Top of The input

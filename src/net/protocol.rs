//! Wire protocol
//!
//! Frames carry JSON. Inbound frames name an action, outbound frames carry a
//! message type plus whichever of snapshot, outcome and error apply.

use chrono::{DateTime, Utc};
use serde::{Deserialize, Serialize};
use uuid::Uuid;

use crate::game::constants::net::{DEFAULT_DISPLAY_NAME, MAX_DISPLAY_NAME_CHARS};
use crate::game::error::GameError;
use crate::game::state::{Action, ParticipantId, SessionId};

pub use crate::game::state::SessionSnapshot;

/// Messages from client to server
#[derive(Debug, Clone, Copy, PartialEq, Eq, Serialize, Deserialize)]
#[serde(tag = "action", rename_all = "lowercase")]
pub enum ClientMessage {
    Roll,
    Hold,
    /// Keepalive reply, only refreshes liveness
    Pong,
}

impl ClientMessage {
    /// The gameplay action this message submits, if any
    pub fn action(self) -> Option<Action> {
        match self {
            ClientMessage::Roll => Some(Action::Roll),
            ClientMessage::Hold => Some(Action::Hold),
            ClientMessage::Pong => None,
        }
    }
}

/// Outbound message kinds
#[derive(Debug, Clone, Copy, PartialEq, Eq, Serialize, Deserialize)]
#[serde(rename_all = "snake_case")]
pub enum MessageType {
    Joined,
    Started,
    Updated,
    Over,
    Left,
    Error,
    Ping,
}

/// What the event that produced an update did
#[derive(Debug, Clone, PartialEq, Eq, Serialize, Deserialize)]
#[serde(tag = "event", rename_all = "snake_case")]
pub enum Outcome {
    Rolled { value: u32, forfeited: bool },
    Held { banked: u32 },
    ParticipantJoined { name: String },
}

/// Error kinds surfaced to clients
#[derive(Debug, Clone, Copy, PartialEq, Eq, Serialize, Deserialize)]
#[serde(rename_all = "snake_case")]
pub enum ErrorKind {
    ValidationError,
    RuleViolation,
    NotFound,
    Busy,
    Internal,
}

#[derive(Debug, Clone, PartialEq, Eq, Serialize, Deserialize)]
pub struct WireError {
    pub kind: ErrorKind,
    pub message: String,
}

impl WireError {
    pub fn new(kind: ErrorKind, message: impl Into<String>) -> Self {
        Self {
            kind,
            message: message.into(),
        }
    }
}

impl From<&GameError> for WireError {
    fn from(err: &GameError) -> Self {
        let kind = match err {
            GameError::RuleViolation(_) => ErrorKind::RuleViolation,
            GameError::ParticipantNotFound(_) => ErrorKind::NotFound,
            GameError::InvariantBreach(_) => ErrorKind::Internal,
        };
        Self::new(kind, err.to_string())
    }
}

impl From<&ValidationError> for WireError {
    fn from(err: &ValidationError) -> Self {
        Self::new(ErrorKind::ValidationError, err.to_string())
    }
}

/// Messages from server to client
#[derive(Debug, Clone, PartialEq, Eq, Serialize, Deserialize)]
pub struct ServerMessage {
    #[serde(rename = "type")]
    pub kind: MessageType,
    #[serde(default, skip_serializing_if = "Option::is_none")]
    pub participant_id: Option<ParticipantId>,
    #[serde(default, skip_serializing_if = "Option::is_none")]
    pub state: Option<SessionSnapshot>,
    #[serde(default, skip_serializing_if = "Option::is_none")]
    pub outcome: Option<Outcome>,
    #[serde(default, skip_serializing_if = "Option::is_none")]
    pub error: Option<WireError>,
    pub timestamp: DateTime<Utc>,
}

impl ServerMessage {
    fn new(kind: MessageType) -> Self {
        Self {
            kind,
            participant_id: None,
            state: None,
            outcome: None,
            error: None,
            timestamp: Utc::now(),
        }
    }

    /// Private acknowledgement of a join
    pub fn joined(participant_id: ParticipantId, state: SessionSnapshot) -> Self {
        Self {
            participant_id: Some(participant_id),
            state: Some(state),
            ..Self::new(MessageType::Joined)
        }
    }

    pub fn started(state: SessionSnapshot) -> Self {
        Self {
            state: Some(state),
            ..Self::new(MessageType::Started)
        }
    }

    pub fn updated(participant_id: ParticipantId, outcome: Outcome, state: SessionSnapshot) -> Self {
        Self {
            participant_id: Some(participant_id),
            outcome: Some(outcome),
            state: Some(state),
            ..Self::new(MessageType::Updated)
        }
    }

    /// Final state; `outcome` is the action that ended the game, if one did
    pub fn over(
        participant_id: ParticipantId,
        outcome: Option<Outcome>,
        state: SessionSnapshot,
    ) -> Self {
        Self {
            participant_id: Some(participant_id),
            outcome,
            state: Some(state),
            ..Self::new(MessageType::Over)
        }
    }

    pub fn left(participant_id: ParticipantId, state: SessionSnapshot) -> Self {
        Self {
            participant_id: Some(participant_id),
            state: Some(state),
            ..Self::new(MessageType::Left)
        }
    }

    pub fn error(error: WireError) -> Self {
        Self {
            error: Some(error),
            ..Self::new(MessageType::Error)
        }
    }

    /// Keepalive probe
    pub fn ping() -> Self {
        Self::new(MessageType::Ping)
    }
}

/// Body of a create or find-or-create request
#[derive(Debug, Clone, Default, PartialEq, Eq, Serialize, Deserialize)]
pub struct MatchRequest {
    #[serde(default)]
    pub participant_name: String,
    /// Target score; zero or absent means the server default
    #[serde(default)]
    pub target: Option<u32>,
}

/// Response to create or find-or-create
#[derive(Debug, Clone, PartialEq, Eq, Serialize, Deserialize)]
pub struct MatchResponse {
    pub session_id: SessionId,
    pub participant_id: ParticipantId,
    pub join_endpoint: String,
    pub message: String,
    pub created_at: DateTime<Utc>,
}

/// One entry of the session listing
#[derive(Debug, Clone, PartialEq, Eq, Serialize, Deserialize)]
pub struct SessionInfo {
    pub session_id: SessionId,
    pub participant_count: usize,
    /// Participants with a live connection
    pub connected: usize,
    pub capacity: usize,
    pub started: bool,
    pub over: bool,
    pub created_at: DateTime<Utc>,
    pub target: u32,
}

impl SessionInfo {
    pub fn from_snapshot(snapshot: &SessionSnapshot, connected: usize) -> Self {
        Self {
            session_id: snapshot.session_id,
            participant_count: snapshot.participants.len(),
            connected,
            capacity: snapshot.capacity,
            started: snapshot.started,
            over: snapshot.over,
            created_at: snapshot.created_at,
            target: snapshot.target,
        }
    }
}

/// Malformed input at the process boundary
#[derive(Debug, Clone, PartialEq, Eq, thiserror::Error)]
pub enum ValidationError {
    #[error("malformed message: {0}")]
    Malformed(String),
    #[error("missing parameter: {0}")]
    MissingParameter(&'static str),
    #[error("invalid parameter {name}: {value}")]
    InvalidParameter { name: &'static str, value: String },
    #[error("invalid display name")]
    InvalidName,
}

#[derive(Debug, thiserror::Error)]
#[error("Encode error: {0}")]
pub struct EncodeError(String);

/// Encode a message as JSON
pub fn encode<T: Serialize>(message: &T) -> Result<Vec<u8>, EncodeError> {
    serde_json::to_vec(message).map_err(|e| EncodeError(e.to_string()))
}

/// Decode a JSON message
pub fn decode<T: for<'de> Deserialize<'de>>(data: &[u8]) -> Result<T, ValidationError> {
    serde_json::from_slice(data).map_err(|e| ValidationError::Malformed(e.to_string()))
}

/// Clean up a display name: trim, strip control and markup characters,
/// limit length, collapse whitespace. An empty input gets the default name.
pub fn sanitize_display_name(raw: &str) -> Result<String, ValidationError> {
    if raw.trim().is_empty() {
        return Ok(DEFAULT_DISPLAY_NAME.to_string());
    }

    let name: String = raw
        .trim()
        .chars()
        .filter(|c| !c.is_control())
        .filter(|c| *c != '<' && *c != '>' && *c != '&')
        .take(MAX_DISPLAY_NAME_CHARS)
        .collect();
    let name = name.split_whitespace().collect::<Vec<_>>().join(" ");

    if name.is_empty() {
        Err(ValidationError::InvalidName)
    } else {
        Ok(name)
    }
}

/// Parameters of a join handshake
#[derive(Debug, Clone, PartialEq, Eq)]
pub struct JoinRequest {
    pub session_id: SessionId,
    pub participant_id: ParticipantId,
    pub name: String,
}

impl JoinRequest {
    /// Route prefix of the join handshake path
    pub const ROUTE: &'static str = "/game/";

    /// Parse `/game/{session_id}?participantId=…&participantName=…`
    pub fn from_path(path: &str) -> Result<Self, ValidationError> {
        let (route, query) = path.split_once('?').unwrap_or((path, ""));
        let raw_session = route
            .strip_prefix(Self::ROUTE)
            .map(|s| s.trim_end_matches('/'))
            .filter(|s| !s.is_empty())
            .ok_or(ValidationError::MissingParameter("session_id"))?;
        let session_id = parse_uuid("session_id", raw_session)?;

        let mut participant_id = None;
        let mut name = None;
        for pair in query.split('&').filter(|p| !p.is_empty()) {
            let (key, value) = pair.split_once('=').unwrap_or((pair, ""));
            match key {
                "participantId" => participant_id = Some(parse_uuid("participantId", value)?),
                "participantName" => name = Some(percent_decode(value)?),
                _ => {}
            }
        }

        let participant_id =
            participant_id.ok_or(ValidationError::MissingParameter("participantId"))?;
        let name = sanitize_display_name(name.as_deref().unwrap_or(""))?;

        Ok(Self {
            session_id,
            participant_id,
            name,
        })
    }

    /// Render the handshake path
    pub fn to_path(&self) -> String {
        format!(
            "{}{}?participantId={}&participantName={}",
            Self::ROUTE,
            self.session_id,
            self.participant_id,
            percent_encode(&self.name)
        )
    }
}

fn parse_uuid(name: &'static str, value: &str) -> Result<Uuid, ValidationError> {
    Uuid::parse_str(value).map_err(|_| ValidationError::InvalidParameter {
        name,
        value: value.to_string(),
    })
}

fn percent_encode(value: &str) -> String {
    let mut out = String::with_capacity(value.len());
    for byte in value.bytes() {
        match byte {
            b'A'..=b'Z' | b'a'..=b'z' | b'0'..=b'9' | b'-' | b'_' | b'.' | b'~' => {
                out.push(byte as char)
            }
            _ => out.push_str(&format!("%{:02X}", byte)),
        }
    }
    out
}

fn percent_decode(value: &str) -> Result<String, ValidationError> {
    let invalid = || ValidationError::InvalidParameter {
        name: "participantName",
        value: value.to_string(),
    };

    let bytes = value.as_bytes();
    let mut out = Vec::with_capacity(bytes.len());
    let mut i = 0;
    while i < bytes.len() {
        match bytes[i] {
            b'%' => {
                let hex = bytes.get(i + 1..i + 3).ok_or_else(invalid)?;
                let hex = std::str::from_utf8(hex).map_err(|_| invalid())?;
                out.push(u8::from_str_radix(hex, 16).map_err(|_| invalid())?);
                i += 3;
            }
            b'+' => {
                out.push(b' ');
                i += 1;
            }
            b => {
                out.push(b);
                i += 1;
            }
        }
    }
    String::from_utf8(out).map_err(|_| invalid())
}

Bottom of The input

## Required work:
If a line in the records contains "MissingParameter", report it.

## Expected answer:
    MissingParameter(&'static str),
            .ok_or(ValidationError::MissingParameter("session_id"))?;
            participant_id.ok_or(ValidationError::MissingParameter("participantId"))?;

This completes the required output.